I am groggy from lack of sleep and must rest before I test it ... but
I absolutely must acknowledge Simon's help.

Thank you, Thank you, Thank you !!!

I guess somebody here is oblivious of sarcasm.

Yes. You.
Re-reading the previous posts I must admit you are right. I guess for me
being a nerd with few social skills it is easier to recognize sarcasm in
code then in normal language. Scary.

--
:wq
^X^Cy^K^X^C^C^C ^C
Aug 28 '06 #15
Kenny McCormack wrote:
In article <44***********@ mindspring.com> ,
pete <pf*****@mindsp ring.comwrote:
...
>>Truthfully, some of the syntax and instructions in Simon's example are
new to me. I am already learning just from having read through it!
I thought that Simon was being sarcastic

Gee. ya think?
Call it sarcasm, or a joke, or perhaps just taking things too literally.

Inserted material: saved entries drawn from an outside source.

#[cfg(test)]
mod tests {
    use super::*;

    fn doc(body: &str) -> Html {
        Html::parse_document(&format!("<html><body>{body}</body></html>"))
    }

    fn stat_box(label: &str, value: &str) -> String {
        format!(
            r#"<div class="StatsInfoBox_base__kP2xM"><dl><dt>{label}</dt><dd>{value}</dd></dl></div>"#
        )
    }

    #[test]
    fn name_prefers_title_attribute() {
        let d = doc(r#"<h1>Heading</h1><span data-role="coin-name" title="Bitcoin">BTC</span>"#);
        assert_eq!(locate(&d, &FieldSpec::Name).as_deref(), Some("Bitcoin"));
    }

    #[test]
    fn name_falls_back_to_text_then_heading() {
        let d = doc(r#"<span data-role="coin-name">Ethereum</span>"#);
        assert_eq!(locate(&d, &FieldSpec::Name).as_deref(), Some("Ethereum"));

        let d = doc("<h1>  Solana \n price </h1>");
        assert_eq!(locate(&d, &FieldSpec::Name).as_deref(), Some("Solana price"));

        let d = doc("<h2>Tether</h2>");
        assert_eq!(locate(&d, &FieldSpec::Name).as_deref(), Some("Tether"));
    }

    #[test]
    fn price_strategies_in_rank_order() {
        let d = doc(
            r#"<div class="sc-priceValue-x">$1.00</div>
               <span data-test="text-cdp-price-display">Price $67,000.00 today</span>"#,
        );
        assert_eq!(locate(&d, &FieldSpec::Price).as_deref(), Some("$67,000.00"));

        let d = doc(r#"<div data-testid="price-value">2 345,10 €</div>"#);
        assert_eq!(locate(&d, &FieldSpec::Price).as_deref(), Some("2 345,10 €"));

        let d = doc(r#"<div class="coin-PRICEVALUE">$0.42</div>"#);
        assert_eq!(locate(&d, &FieldSpec::Price).as_deref(), Some("$0.42"));
    }

    #[test]
    fn price_ignores_trailing_daily_change() {
        let d = doc(r#"<div class="sc-priceValue">$67,000.00 1.25%</div>"#);
        assert_eq!(locate(&d, &FieldSpec::Price).as_deref(), Some("$67,000.00"));

        let d = doc(r#"<span data-test="text-cdp-price-display">-0.8% 2 345,10 €</span>"#);
        assert_eq!(locate(&d, &FieldSpec::Price).as_deref(), Some("2 345,10 €"));
    }

    #[test]
    fn every_percentage_is_masked() {
        let v = split_amounts("1.2% $5.5B 3.4%");
        assert_eq!(v.money.as_deref(), Some("$5.5B"));
        assert_eq!(v.percent.as_deref(), Some("1.2%"));
    }

    #[test]
    fn price_without_amount_keeps_text() {
        let d = doc(r#"<span data-test="text-cdp-price-display">  unavailable </span>"#);
        assert_eq!(locate(&d, &FieldSpec::Price).as_deref(), Some("unavailable"));
    }

    #[test]
    fn stat_box_label_variants() {
        let d = doc(&[
            stat_box("Cap. Marché", "2,51% 1,92T €"),
            stat_box("FDV", "<span>2,01T €</span>"),
        ]
        .concat());
        assert_eq!(locate(&d, &FieldSpec::MarketCap).as_deref(), Some("1,92T €"));
        assert_eq!(locate(&d, &FieldSpec::FullyDilutedValue).as_deref(), Some("2,01T €"));

        let v = locate_stat(&d, &FieldSpec::MarketCap).unwrap();
        assert_eq!(v.percent.as_deref(), Some("2,51%"));
    }

    #[test]
    fn market_cap_ignores_diluted_box() {
        let d = doc(&[
            stat_box("Fully Diluted Market Cap", "$9.9T"),
            stat_box("Market cap<sup>1</sup>", "$1.32T"),
        ]
        .concat());
        assert_eq!(locate(&d, &FieldSpec::MarketCap).as_deref(), Some("$1.32T"));
    }

    #[test]
    fn definition_pair_fallback() {
        let d = doc("<dl><dt>Volume (24h)</dt><dd><a>$35.2B</a></dd></dl>");
        assert_eq!(locate(&d, &FieldSpec::Volume24h).as_deref(), Some("$35.2B"));
    }

    #[test]
    fn labeled_percent_only_stat() {
        let d = doc(&stat_box("Vol/Mkt Cap (24h) ⓘ", "3,55%"));
        let field = FieldSpec::from_label("Vol/Mkt Cap (24h)");
        assert_eq!(field, FieldSpec::Labeled("Vol/Mkt Cap (24h)".into()));
        assert_eq!(locate(&d, &field).as_deref(), Some("3,55%"));
        assert_eq!(locate(&d, &FieldSpec::MarketCap), None);
    }

    #[test]
    fn from_label_maps_known_names() {
        assert_eq!(FieldSpec::from_label("Cap. Marché"), FieldSpec::MarketCap);
        assert_eq!(FieldSpec::from_label(" FDV "), FieldSpec::FullyDilutedValue);
        assert_eq!(FieldSpec::from_label("Volume (24h)"), FieldSpec::Volume24h);
        assert_eq!(FieldSpec::from_label("Offre Totale"), FieldSpec::TotalSupply);
    }

    #[test]
    fn absent_is_none() {
        let d = doc("<p>nothing here</p>");
        for field in [
            FieldSpec::Name,
            FieldSpec::Price,
            FieldSpec::MarketCap,
            FieldSpec::TotalSupply,
            FieldSpec::Labeled("Max Supply".into()),
        ] {
            assert_eq!(locate(&d, &field), None, "{field:?}");
        }
    }

    #[test]
    fn split_amounts_shapes() {
        let v = split_amounts("#1 $1.32T");
        assert_eq!(v.money.as_deref(), Some("$1.32T"));
        let v = split_amounts("21M BTC");
        assert_eq!(v.money.as_deref(), Some("21M"));
        assert_eq!(v.percent, None);
    }
}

I'm still not sure whether Tom's reply was being sarcastic in return or
if he was really thanking me without realising that the code was useless
to him.
>and providing an example of noportable code

I think the point is that Simon's code was entirely portable.
And, like most entirely portable code, utterly useless.
Well, if you're running it on a Linux system, it's not utterly useless.
It does achieve what it set out to do. The error handling could be
greatly improved, and there are certainly better ways to get the free
space on a file system than trying to parse the output of 'df'.

By the way: my program reported a value as bytes that is actually the
number of kilobytes free. If you want bytes, add a --block-size=1 option
to the df call.

--
Simon.
Aug 28 '06 #16
Simon Biber wrote:
Tom wrote:
>I'd greatly appreciate advice and code snippets on how to create a ram
disk within a C/C++ program.

I also need to be able to determine the free space.

system("mkdir -p /mnt/ramdisk");
system("/sbin/mke2fs -q /dev/ram");
system("mount /dev/ram /mnt/ramdisk");
system("df /mnt/ramdisk tmp.txt");
I'm going to feel like a total asshole if this was actually what the OP
had in mind.
Aug 28 '06 #17
Flash Gordon wrote:
It's no more difficult and no less system specific than it was back
then. The difference is that if you are doing it to speed things up you
are quite possibly wasting your time and effort. Ever head of caching?
It's something some OSs are quite good at.
It still makes sense on diskless clients that boot over NFS and so on.
It's also indicated in some applications where security is sensitive, or
for devices that need to operate in environments where moving parts are
impractical.

Aug 28 '06 #18
xenonysf wrote:
ok guys;
Please don't top-post. Your reply belongs following or interspersed
with properly trimmed quotes.

Brian
Aug 28 '06 #19
jmcgill wrote:
Flash Gordon wrote:
>It's no more difficult and no less system specific than it was back
then. The difference is that if you are doing it to speed things up you
are quite possibly wasting your time and effort. Ever head of caching?
It's something some OSs are quite good at.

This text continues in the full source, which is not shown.